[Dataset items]
::::::::

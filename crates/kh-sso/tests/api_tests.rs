//! HTTP API tests: public SSO routes and the connection admin surface.

mod common;

use axum::body::{to_bytes, Body};
use axum::http::{header, Method, Request, StatusCode};
use axum::Router;
use serde_json::{json, Value};
use tower::ServiceExt;

use common::*;
use kh_sso::api::{sso_router, SsoApiState};
use kh_sso::connection::api::{sso_connections_router, ConnectionsApiState};
use kh_sso::shared::middleware::AdminAuth;
use kh_sso::SessionIssuer;

struct App {
    router: Router,
    harness: Harness,
}

fn app() -> App {
    let harness = harness();
    let auth = AdminAuth::new(harness.sessions.clone(), harness.directory.clone());
    let router = Router::new()
        .merge(sso_router(SsoApiState {
            service: harness.service.clone(),
        }))
        .nest(
            "/api/organizations",
            sso_connections_router(ConnectionsApiState {
                registry: harness.service.registry().clone(),
                auth,
            }),
        );
    App { router, harness }
}

impl App {
    async fn token_for(&self, user_id: &str) -> String {
        self.harness
            .sessions
            .issue_token_for_user(user_id, "password")
            .await
            .unwrap()
            .access_token
    }

    async fn send(&self, req: Request<Body>) -> (StatusCode, Value, Option<String>) {
        let response = self.router.clone().oneshot(req).await.unwrap();
        let status = response.status();
        let content_type = response
            .headers()
            .get(header::CONTENT_TYPE)
            .and_then(|v| v.to_str().ok())
            .map(String::from);
        let bytes = to_bytes(response.into_body(), usize::MAX).await.unwrap();
        let body = serde_json::from_slice(&bytes)
            .unwrap_or_else(|_| Value::String(String::from_utf8_lossy(&bytes).into_owned()));
        (status, body, content_type)
    }

    async fn json(&self, method: Method, uri: &str, token: Option<&str>, body: Option<Value>) -> (StatusCode, Value) {
        let mut builder = Request::builder().method(method).uri(uri);
        if let Some(token) = token {
            builder = builder.header(header::AUTHORIZATION, format!("Bearer {}", token));
        }
        let req = match body {
            Some(body) => builder
                .header(header::CONTENT_TYPE, "application/json")
                .body(Body::from(body.to_string()))
                .unwrap(),
            None => builder.body(Body::empty()).unwrap(),
        };
        let (status, body, _) = self.send(req).await;
        (status, body)
    }
}

fn saml_connection_body(domain: &str) -> Value {
    json!({
        "name": "Acme SAML",
        "domain": domain,
        "protocol": "saml",
        "samlConfig": {
            "entityId": "https://idp.acme.com",
            "ssoUrl": "https://idp.acme.com/sso",
            "certificate": "MIICertificate"
        }
    })
}

const CONNECTIONS: &str = "/api/organizations/org-1/sso-connections";

#[tokio::test]
async fn test_admin_requires_authentication() {
    let app = app();
    let (status, body) = app.json(Method::GET, CONNECTIONS, None, None).await;
    assert_eq!(status, StatusCode::UNAUTHORIZED);
    assert_eq!(body["error"], "UNAUTHORIZED");
}

#[tokio::test]
async fn test_plain_member_is_forbidden() {
    let app = app();
    let token = app.token_for("user-alice").await;
    let (status, body) = app
        .json(Method::POST, CONNECTIONS, Some(&token), Some(saml_connection_body("acme.com")))
        .await;
    assert_eq!(status, StatusCode::FORBIDDEN);
    assert_eq!(body["error"], "FORBIDDEN");
}

#[tokio::test]
async fn test_owner_manages_connections() {
    let app = app();
    let token = app.token_for("user-owner").await;

    let (status, created) = app
        .json(Method::POST, CONNECTIONS, Some(&token), Some(saml_connection_body(" ACME.com ")))
        .await;
    assert_eq!(status, StatusCode::CREATED);
    assert_eq!(created["domain"], "acme.com");
    assert_eq!(created["status"], "draft");
    assert_eq!(created["samlConfig"]["hasCertificate"], true);
    assert!(created["samlConfig"].get("certificate").is_none());
    let id = created["id"].as_str().unwrap().to_string();
    assert_eq!(
        created["spEntityId"],
        format!("{}/sso/metadata/{}", BASE_URL, id)
    );
    assert_eq!(created["spAcsUrl"], format!("{}/sso/saml/acs", BASE_URL));

    let (status, list) = app.json(Method::GET, CONNECTIONS, Some(&token), None).await;
    assert_eq!(status, StatusCode::OK);
    assert_eq!(list["total"], 1);

    let item = format!("{}/{}", CONNECTIONS, id);
    let (status, activated) = app
        .json(Method::POST, &format!("{}/activate", item), Some(&token), None)
        .await;
    assert_eq!(status, StatusCode::OK);
    assert_eq!(activated["status"], "active");

    let (status, updated) = app
        .json(Method::PUT, &item, Some(&token), Some(json!({ "name": "Renamed" })))
        .await;
    assert_eq!(status, StatusCode::OK);
    assert_eq!(updated["name"], "Renamed");
    assert_eq!(updated["samlConfig"]["hasCertificate"], true);

    let (status, _) = app.json(Method::DELETE, &item, Some(&token), None).await;
    assert_eq!(status, StatusCode::NO_CONTENT);

    let (status, body) = app.json(Method::GET, &item, Some(&token), None).await;
    assert_eq!(status, StatusCode::NOT_FOUND);
    assert_eq!(body["error"], "SSO_NOT_AVAILABLE");
}

#[tokio::test]
async fn test_duplicate_domain_conflicts() {
    let app = app();
    let token = app.token_for("user-owner").await;

    let (status, _) = app
        .json(Method::POST, CONNECTIONS, Some(&token), Some(saml_connection_body("acme.com")))
        .await;
    assert_eq!(status, StatusCode::CREATED);

    let (status, body) = app
        .json(Method::POST, CONNECTIONS, Some(&token), Some(saml_connection_body("ACME.COM")))
        .await;
    assert_eq!(status, StatusCode::CONFLICT);
    assert_eq!(body["error"], "DUPLICATE");
}

#[tokio::test]
async fn test_other_organization_connection_reads_as_missing() {
    let app = app();
    let foreign = app
        .harness
        .service
        .registry()
        .create(
            OTHER_ORG_ID,
            serde_json::from_value(saml_connection_body("globex.com")).unwrap(),
        )
        .await
        .unwrap();

    let token = app.token_for("user-owner").await;
    let (status, _) = app
        .json(Method::GET, &format!("{}/{}", CONNECTIONS, foreign.id), Some(&token), None)
        .await;
    assert_eq!(status, StatusCode::NOT_FOUND);

    let (status, _) = app
        .json(Method::DELETE, &format!("{}/{}", CONNECTIONS, foreign.id), Some(&token), None)
        .await;
    assert_eq!(status, StatusCode::NOT_FOUND);
}

#[tokio::test]
async fn test_activation_requires_protocol_fields() {
    let app = app();
    let token = app.token_for("user-owner").await;

    let (status, created) = app
        .json(
            Method::POST,
            CONNECTIONS,
            Some(&token),
            Some(json!({
                "name": "Acme OIDC",
                "domain": "acme.io",
                "protocol": "oidc",
                "oidcConfig": { "issuer": "https://login.acme.io" }
            })),
        )
        .await;
    assert_eq!(status, StatusCode::CREATED);

    let id = created["id"].as_str().unwrap();
    let (status, body) = app
        .json(Method::POST, &format!("{}/{}/activate", CONNECTIONS, id), Some(&token), None)
        .await;
    assert_eq!(status, StatusCode::BAD_REQUEST);
    assert_eq!(body["error"], "VALIDATION_ERROR");
}

#[tokio::test]
async fn test_initiate_unknown_domain() {
    let app = app();
    let (status, body) = app
        .json(Method::POST, "/sso/initiate", None, Some(json!({ "domain": "nowhere.com" })))
        .await;
    assert_eq!(status, StatusCode::NOT_FOUND);
    assert_eq!(body["error"], "SSO_NOT_AVAILABLE");
}

#[tokio::test]
async fn test_initiate_saml_via_query() {
    let app = app();
    app.harness.active_saml_connection("acme.com", false).await;

    let (status, body) = app
        .json(Method::GET, "/sso/initiate?domain=acme.com&redirect_url=%2Fhome", None, None)
        .await;
    assert_eq!(status, StatusCode::OK);
    let redirect = body["redirect_url"].as_str().unwrap();
    assert!(query_param(redirect, "RelayState").is_some());
}

#[tokio::test]
async fn test_saml_acs_form_post() {
    let app = app();
    app.harness.active_saml_connection("acme.com", false).await;
    let url = app
        .harness
        .service
        .initiate_login("acme.com", "/home")
        .await
        .unwrap();
    let relay = query_param(&url, "RelayState").unwrap();
    let response = saml_response("alice@acme.com", chrono::Duration::minutes(5), true);

    let form = url::form_urlencoded::Serializer::new(String::new())
        .append_pair("RelayState", &relay)
        .append_pair("SAMLResponse", &response)
        .finish();
    let req = Request::builder()
        .method(Method::POST)
        .uri("/sso/saml/acs")
        .header(header::CONTENT_TYPE, "application/x-www-form-urlencoded")
        .body(Body::from(form))
        .unwrap();

    let (status, body, _) = app.send(req).await;
    assert_eq!(status, StatusCode::OK);
    assert!(body["access_token"].as_str().is_some_and(|t| !t.is_empty()));
    assert!(body["refresh_token"].as_str().is_some());
    assert_eq!(body["organization"]["id"], ORG_ID);
    assert_eq!(body["user"]["email"], "alice@acme.com");
    assert_eq!(body["is_new_user"], false);
    assert_eq!(body["redirect_url"], "/home");
}

#[tokio::test]
async fn test_saml_rejections_share_one_error_code() {
    let app = app();
    app.harness.active_saml_connection("acme.com", false).await;
    let url = app.harness.service.initiate_login("acme.com", "/").await.unwrap();
    let relay = query_param(&url, "RelayState").unwrap();
    let unsigned = saml_response("alice@acme.com", chrono::Duration::minutes(5), false);

    let form = url::form_urlencoded::Serializer::new(String::new())
        .append_pair("RelayState", &relay)
        .append_pair("SAMLResponse", &unsigned)
        .finish();
    let req = Request::builder()
        .method(Method::POST)
        .uri("/sso/saml/acs")
        .header(header::CONTENT_TYPE, "application/x-www-form-urlencoded")
        .body(Body::from(form))
        .unwrap();

    let (status, body, _) = app.send(req).await;
    assert_eq!(status, StatusCode::UNAUTHORIZED);
    assert_eq!(body["error"], "INVALID_SAML_RESPONSE");
    assert!(!body["message"].as_str().unwrap().to_lowercase().contains("signature"));
}

#[tokio::test]
async fn test_oidc_callback_passes_through_idp_error() {
    let app = app();
    let (status, body) = app
        .json(
            Method::GET,
            "/sso/oidc/callback?error=access_denied&error_description=User%20cancelled&state=abc",
            None,
            None,
        )
        .await;
    assert_eq!(status, StatusCode::BAD_REQUEST);
    assert_eq!(body["error"], "IDP_ERROR");
    assert_eq!(body["message"], "access_denied");
}

#[tokio::test]
async fn test_oidc_callback_does_not_reflect_unregistered_error() {
    let app = app();
    let (status, body) = app
        .json(
            Method::GET,
            "/sso/oidc/callback?error=%3Cb%3EVisit%20evil.example%3C%2Fb%3E&state=abc",
            None,
            None,
        )
        .await;
    assert_eq!(status, StatusCode::BAD_REQUEST);
    assert_eq!(body["error"], "IDP_ERROR");
    assert_eq!(body["message"], "unknown_error");
}

#[tokio::test]
async fn test_oidc_callback_with_unknown_state() {
    let app = app();
    let (status, body) = app
        .json(Method::GET, "/sso/oidc/callback?state=bogus&code=x", None, None)
        .await;
    assert_eq!(status, StatusCode::BAD_REQUEST);
    assert_eq!(body["error"], "INVALID_STATE");
}

#[tokio::test]
async fn test_sp_metadata_is_xml() {
    let app = app();
    let connection = app.harness.active_saml_connection("acme.com", false).await;

    let req = Request::builder()
        .uri(format!("/sso/metadata/{}", connection.id))
        .body(Body::empty())
        .unwrap();
    let (status, body, content_type) = app.send(req).await;

    assert_eq!(status, StatusCode::OK);
    assert_eq!(content_type.as_deref(), Some("application/xml"));
    let xml = body.as_str().unwrap();
    assert!(xml.contains(&connection.sp_entity_id));
    assert!(xml.contains("/sso/saml/acs"));
}

#[tokio::test]
async fn test_health_and_openapi() {
    let app = app();
    let (status, body) = app.json(Method::GET, "/health", None, None).await;
    assert_eq!(status, StatusCode::OK);
    assert_eq!(body["status"], "UP");

    let (status, doc) = app.json(Method::GET, "/api-docs/openapi.json", None, None).await;
    assert_eq!(status, StatusCode::OK);
    assert!(doc["paths"].get("/sso/initiate").is_some());
    assert!(doc["paths"]
        .get("/api/organizations/{org_id}/sso-connections")
        .is_some());
}

#[tokio::test]
async fn test_session_cookie_is_accepted() {
    let app = app();
    let token = app.token_for("user-owner").await;
    let req = Request::builder()
        .uri(CONNECTIONS)
        .header(header::COOKIE, format!("kh_session={}", token))
        .body(Body::empty())
        .unwrap();
    let (status, _, _) = app.send(req).await;
    assert_eq!(status, StatusCode::OK);
}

::::::::

*YOUR ASSIGNMENT*
State the number of lines in the records that include the string "clone", without any other words.

*RESULT OF THE TASK*
4